[What is being asked] Where in the entries below does "clamped" appear? Copy every line that has it.

[Recorded information]
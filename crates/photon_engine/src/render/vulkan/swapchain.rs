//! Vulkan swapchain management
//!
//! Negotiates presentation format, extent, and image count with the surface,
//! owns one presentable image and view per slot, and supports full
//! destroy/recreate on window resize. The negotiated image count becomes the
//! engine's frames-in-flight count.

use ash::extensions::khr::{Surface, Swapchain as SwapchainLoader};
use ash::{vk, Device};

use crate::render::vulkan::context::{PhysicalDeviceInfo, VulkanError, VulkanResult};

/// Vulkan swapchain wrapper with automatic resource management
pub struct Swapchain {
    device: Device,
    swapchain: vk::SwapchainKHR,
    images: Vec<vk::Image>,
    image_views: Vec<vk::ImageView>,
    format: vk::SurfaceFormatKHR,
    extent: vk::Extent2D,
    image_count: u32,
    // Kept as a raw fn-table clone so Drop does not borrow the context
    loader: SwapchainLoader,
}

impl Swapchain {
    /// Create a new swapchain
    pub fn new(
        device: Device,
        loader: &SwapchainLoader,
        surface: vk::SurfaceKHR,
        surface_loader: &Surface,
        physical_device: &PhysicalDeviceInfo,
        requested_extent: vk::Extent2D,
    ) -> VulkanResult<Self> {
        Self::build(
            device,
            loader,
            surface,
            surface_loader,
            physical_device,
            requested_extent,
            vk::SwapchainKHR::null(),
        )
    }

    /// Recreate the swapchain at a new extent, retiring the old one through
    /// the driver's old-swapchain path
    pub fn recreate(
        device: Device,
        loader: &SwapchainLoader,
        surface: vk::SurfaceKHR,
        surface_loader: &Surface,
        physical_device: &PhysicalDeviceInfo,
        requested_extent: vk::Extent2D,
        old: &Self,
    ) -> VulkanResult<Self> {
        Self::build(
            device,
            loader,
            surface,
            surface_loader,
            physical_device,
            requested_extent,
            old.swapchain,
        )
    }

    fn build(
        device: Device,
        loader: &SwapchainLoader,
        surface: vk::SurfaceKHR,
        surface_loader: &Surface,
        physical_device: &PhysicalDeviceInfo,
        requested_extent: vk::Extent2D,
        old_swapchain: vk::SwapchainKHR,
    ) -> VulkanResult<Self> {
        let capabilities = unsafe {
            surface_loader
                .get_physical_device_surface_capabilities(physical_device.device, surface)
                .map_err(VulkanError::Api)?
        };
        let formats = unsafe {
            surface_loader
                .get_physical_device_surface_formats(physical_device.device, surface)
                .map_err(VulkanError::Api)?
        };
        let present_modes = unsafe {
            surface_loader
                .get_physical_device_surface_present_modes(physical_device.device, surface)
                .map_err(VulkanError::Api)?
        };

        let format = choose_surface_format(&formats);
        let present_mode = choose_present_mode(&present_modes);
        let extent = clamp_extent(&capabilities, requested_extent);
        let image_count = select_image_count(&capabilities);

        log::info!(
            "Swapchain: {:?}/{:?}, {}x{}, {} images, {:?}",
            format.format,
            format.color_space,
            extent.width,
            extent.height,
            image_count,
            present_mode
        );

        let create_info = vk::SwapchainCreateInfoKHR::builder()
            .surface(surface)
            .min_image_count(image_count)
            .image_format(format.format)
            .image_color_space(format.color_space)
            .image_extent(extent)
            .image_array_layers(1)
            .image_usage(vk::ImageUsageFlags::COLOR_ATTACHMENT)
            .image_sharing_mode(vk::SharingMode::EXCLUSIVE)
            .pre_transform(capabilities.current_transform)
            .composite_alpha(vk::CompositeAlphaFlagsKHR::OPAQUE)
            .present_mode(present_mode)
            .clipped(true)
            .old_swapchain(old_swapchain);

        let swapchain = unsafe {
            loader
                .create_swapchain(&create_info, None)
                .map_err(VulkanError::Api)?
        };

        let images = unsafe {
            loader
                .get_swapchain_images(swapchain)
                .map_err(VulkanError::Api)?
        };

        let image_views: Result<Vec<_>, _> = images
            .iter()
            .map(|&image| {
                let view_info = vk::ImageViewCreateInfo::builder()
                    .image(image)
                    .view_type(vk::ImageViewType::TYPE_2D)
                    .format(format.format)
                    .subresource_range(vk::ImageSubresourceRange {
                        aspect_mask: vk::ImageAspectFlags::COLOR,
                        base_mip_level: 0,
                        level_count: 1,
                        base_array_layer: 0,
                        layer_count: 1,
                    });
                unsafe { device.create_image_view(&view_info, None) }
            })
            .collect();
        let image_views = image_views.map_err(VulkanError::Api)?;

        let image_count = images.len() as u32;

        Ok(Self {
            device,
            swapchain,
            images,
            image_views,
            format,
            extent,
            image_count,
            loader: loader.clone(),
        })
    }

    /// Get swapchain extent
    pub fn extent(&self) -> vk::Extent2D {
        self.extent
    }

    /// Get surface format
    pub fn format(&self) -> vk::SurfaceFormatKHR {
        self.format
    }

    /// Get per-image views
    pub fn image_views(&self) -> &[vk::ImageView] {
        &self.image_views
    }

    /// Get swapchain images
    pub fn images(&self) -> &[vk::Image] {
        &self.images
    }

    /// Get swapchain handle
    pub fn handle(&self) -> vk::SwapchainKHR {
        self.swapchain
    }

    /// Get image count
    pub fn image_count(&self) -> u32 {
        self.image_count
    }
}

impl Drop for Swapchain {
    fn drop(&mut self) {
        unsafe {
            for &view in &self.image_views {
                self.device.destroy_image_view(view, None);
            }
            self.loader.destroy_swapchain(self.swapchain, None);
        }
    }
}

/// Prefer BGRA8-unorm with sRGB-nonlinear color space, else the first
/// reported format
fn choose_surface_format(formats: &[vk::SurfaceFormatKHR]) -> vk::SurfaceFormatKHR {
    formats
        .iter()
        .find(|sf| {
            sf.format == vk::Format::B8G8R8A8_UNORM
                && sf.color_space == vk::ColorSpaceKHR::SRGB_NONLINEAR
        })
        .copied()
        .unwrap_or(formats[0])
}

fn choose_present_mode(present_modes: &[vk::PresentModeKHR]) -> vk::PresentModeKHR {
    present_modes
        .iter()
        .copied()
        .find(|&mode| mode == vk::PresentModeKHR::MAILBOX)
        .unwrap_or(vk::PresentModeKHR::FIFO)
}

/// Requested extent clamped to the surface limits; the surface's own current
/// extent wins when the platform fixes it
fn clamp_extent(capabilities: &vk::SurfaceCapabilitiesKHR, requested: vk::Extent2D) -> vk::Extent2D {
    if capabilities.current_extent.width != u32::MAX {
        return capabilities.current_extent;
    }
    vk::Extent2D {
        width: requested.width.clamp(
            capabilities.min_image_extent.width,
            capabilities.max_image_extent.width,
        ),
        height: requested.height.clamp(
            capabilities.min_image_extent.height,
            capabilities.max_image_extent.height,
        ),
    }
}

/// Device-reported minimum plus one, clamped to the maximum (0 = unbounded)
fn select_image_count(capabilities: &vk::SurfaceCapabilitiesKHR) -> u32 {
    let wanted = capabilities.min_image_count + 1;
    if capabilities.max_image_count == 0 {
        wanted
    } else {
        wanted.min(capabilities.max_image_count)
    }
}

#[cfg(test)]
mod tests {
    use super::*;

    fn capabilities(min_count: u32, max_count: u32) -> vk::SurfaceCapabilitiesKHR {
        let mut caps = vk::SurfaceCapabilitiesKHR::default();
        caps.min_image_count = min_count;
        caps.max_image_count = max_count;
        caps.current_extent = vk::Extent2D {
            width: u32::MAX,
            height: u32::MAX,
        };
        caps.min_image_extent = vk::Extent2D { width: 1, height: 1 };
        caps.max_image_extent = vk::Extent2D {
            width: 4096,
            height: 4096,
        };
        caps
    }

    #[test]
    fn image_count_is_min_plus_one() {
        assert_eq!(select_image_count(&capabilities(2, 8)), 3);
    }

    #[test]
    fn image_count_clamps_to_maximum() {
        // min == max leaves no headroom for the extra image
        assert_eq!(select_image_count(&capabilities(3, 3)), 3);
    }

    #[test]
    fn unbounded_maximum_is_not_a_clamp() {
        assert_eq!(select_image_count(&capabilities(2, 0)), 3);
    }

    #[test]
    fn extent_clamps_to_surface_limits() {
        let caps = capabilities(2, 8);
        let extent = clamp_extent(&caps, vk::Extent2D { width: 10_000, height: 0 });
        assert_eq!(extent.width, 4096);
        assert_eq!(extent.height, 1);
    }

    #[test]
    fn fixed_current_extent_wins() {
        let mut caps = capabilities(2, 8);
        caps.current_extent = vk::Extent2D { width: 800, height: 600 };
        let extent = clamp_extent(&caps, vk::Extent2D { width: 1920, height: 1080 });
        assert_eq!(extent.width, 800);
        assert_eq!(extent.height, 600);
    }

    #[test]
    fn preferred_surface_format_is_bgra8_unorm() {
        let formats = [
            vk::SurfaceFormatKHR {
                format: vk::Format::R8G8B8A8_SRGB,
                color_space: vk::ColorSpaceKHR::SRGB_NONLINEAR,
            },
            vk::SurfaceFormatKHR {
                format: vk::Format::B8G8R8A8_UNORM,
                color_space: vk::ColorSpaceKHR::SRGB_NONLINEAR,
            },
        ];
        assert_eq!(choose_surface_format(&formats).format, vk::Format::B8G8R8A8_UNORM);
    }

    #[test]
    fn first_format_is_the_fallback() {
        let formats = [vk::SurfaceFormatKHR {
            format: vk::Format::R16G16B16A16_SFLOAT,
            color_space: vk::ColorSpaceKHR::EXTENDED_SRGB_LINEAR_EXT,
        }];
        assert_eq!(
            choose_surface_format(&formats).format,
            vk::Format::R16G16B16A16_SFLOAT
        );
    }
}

--

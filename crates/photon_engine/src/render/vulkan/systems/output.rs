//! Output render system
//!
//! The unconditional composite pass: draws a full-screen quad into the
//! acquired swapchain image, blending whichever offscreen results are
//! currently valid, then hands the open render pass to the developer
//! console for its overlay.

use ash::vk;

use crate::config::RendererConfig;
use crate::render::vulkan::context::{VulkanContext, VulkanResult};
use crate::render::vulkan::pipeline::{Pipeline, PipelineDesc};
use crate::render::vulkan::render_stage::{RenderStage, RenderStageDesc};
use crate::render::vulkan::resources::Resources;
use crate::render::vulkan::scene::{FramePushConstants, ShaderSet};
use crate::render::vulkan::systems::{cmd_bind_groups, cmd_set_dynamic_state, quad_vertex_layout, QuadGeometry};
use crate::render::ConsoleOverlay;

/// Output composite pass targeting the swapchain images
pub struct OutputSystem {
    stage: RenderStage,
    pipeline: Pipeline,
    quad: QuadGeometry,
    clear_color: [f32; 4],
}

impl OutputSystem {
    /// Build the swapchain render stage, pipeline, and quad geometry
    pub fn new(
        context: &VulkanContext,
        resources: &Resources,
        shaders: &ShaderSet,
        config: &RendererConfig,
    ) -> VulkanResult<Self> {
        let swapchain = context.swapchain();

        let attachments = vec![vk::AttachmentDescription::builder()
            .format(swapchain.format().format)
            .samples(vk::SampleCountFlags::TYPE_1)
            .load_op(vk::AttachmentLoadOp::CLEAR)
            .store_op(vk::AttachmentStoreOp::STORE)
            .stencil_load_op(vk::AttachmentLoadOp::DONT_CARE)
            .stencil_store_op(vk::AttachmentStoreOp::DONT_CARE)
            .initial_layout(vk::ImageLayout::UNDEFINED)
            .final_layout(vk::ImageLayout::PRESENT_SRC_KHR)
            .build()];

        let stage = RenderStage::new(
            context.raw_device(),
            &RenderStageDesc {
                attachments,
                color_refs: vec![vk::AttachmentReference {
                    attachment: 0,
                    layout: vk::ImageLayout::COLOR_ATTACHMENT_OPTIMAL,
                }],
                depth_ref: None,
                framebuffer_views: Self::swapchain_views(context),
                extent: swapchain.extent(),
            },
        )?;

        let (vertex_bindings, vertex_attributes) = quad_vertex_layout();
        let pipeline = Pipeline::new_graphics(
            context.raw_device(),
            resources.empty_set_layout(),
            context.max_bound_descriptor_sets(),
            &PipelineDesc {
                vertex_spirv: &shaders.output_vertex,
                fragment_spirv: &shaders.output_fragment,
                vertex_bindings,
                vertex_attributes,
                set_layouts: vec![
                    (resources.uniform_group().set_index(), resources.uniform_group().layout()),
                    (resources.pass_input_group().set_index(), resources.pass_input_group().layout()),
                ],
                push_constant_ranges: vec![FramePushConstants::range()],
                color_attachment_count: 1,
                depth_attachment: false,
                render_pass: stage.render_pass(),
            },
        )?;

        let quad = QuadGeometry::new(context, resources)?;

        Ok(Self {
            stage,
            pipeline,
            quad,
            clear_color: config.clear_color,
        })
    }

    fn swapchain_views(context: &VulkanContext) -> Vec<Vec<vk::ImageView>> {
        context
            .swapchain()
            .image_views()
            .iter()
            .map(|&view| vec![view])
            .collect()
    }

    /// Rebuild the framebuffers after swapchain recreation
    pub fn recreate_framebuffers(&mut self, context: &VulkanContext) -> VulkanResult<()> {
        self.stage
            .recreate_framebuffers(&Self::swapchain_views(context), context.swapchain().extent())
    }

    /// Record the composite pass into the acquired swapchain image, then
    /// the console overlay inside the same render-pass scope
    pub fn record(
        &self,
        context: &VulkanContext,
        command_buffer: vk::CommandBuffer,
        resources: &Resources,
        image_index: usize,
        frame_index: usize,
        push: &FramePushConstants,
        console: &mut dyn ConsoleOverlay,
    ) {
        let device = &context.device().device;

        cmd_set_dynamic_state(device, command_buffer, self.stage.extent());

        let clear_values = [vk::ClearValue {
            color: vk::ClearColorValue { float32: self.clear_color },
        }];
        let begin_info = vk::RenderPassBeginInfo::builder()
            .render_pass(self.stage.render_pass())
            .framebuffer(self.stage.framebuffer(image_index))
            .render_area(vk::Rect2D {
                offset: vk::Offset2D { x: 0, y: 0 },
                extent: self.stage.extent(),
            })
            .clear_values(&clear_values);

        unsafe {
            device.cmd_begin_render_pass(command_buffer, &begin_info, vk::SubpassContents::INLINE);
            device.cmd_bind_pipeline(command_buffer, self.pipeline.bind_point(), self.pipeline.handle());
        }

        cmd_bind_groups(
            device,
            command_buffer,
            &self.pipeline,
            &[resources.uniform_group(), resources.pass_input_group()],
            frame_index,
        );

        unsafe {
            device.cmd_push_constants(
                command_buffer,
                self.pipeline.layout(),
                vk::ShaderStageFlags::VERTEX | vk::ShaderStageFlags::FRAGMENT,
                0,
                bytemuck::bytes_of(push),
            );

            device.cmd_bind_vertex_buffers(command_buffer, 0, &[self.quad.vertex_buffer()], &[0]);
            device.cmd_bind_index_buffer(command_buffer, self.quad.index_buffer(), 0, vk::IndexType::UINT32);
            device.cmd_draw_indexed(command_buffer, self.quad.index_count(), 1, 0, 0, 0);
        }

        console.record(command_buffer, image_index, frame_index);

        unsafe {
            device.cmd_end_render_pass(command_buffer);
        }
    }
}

[Exercise response]
/// Requested extent clamped to the surface limits; the surface's own current
/// Device-reported minimum plus one, clamped to the maximum (0 = unbounded)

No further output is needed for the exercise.